Making a Charitable Bequest
Much of gift planning is driven by a combination of charitable intent and cash-flow means. “One thing that often gets overlooked when people go to make large transfers,” says Lunsford, “is making sure that they’ve retained enough for themselves before giving the rest away.” She recommends a combination approach to a client’s philanthropy: a current gift and a deferred gift following the death of the second spouse.
There are a range of gift-planning structures, based on factors including amount of assets, transaction costs, amount of retained control and tax implications. “A very simple example is, a client may choose to do a charitable gift annuity, where they give money to an institution, and the institution pays it back in an annuity for the donor’s life and then keeps what’s left,” says Lunsford. “That has a very low transaction cost because, typically, the transaction is directly with the organization.”
At the other end of the spectrum is establishing a foundation. “Often, once people understand the restrictions on foundations, unless they have a really large amount of money—tens of millions—it may not be worth the transaction costs.,” she adds. “You have to have a grant-making procedure, you have to report everything publicly, etc. For the average consumer, a foundation is not going to be appropriate.”
The average consumer may be able to give through a donor-advised fund, a community foundation or a national-level charitable organization. With a donor-advised fund, the managing organization has ultimate control, but—unlike with an outright gift—the donor remains involved in how funds are distributed. “If you give a gift to a charity, now or at your death, you have no control of what happens after that,” Lunsford explains. “If that charitable recipient changes their mission, or handles it in a way you wouldn’t have chosen, you can’t take it back. Whereas, if you give money to a donor advised fund, the fund makes grants annually, and can be more flexible as to how the money is used.”
Deciding on Charitable Giving
With proposed changes to the federal tax code on the horizon, should you think twice about making a charitable donation plan?
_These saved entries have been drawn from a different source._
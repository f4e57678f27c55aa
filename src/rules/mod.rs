//! Pluggable game rules consumed by the turn session engine.
//!
//! The session engine never interprets a game. It hands the opaque state blob,
//! the acting participant and the raw move to a [`RuleEngine`] and reacts only to
//! the returned [`MoveOutcome`]. Which engine a session uses is decided by the
//! [`GameType`] tag stored on the session.

use serde::{de::DeserializeOwned, Deserialize, Serialize};
use serde_json::Value;
use std::ops::RangeInclusive;
use thiserror::Error;

use crate::identity::IdentityKey;

mod nim;
mod tic_tac_toe;

pub use nim::Nim;
pub use tic_tac_toe::TicTacToe;

#[derive(Debug, Error, Clone, PartialEq, Eq)]
pub enum RuleError {
  #[error("{0}")]
  IllegalMove(String),

  #[error("Malformed move: {0}")]
  MalformedMove(String),

  #[error("Corrupt game state: {0}")]
  CorruptState(String),

  #[error("This game needs between {min} and {max} participants, got {got}")]
  Seats { min: usize, max: usize, got: usize },
}

/// What the session should do after a move was accepted.
#[derive(Debug, Clone, PartialEq, Eq)]
pub enum MoveOutcome {
  Continue(IdentityKey),
  Win(IdentityKey),
  Draw,
}

#[derive(Debug, Clone, PartialEq)]
pub struct MoveResult {
  pub state: Value,
  pub outcome: MoveOutcome,
}

/// Game-specific legality and outcome logic.
pub trait RuleEngine: Send + Sync {
  /// Allowed participant counts.
  fn seats(&self) -> RangeInclusive<usize>;

  /// Build the opening state. `participants[0]` moves first.
  fn initial_state(&self, participants: &[IdentityKey]) -> Result<Value, RuleError>;

  fn apply_move(&self, state: &Value, actor: &IdentityKey, mv: &Value) -> Result<MoveResult, RuleError>;

  /// Reset to an opening state for the same participants.
  fn restart(&self, state: &Value) -> Result<Value, RuleError>;

  /// Move chosen by a scripted participant, if the game supports one.
  fn scripted_move(&self, _state: &Value, _actor: &IdentityKey) -> Option<Value> {
    None
  }

  /// The part of the state every room member may see.
  fn public_view(&self, state: &Value) -> Value {
    state.clone()
  }

  fn check_seats(&self, count: usize) -> Result<(), RuleError> {
    let seats = self.seats();
    if seats.contains(&count) {
      Ok(())
    } else {
      Err(RuleError::Seats {
        min: *seats.start(),
        max: *seats.end(),
        got: count,
      })
    }
  }
}

/// Type tag selecting a rule engine.
#[derive(Debug, Clone, Copy, PartialEq, Eq, Hash, Serialize, Deserialize)]
#[serde(rename_all = "camelCase")]
pub enum GameType {
  TicTacToe,
  Nim,
}

static TIC_TAC_TOE: TicTacToe = TicTacToe;
static NIM: Nim = Nim;

impl GameType {
  pub fn rules(self) -> &'static dyn RuleEngine {
    match self {
      GameType::TicTacToe => &TIC_TAC_TOE,
      GameType::Nim => &NIM,
    }
  }
}

pub(crate) fn decode_state<T: DeserializeOwned>(state: &Value) -> Result<T, RuleError> {
  serde_json::from_value(state.clone()).map_err(|e| RuleError::CorruptState(e.to_string()))
}

pub(crate) fn decode_move<T: DeserializeOwned>(mv: &Value) -> Result<T, RuleError> {
  serde_json::from_value(mv.clone()).map_err(|e| RuleError::MalformedMove(e.to_string()))
}

pub(crate) fn encode_state<T: Serialize>(state: &T) -> Result<Value, RuleError> {
  serde_json::to_value(state).map_err(|e| RuleError::CorruptState(e.to_string()))
}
Not necessarily, according to Lunsford: “The feeling among philanthropy professionals is that there are people engaged in philanthropy for tax planning purposes, but those are far fewer than the people engaged in philanthropy out of their passion.” In other words, giving is not going away.
If you want to learn more about how you can include gift planning in your estate planning and overall philanthropic goals, talk to an experienced estate planning attorney to learn more and explore what would be the best fit for your needs.
For more information on this area of law, see our overviews of estate planning, wills, trusts, and probate and estate administration.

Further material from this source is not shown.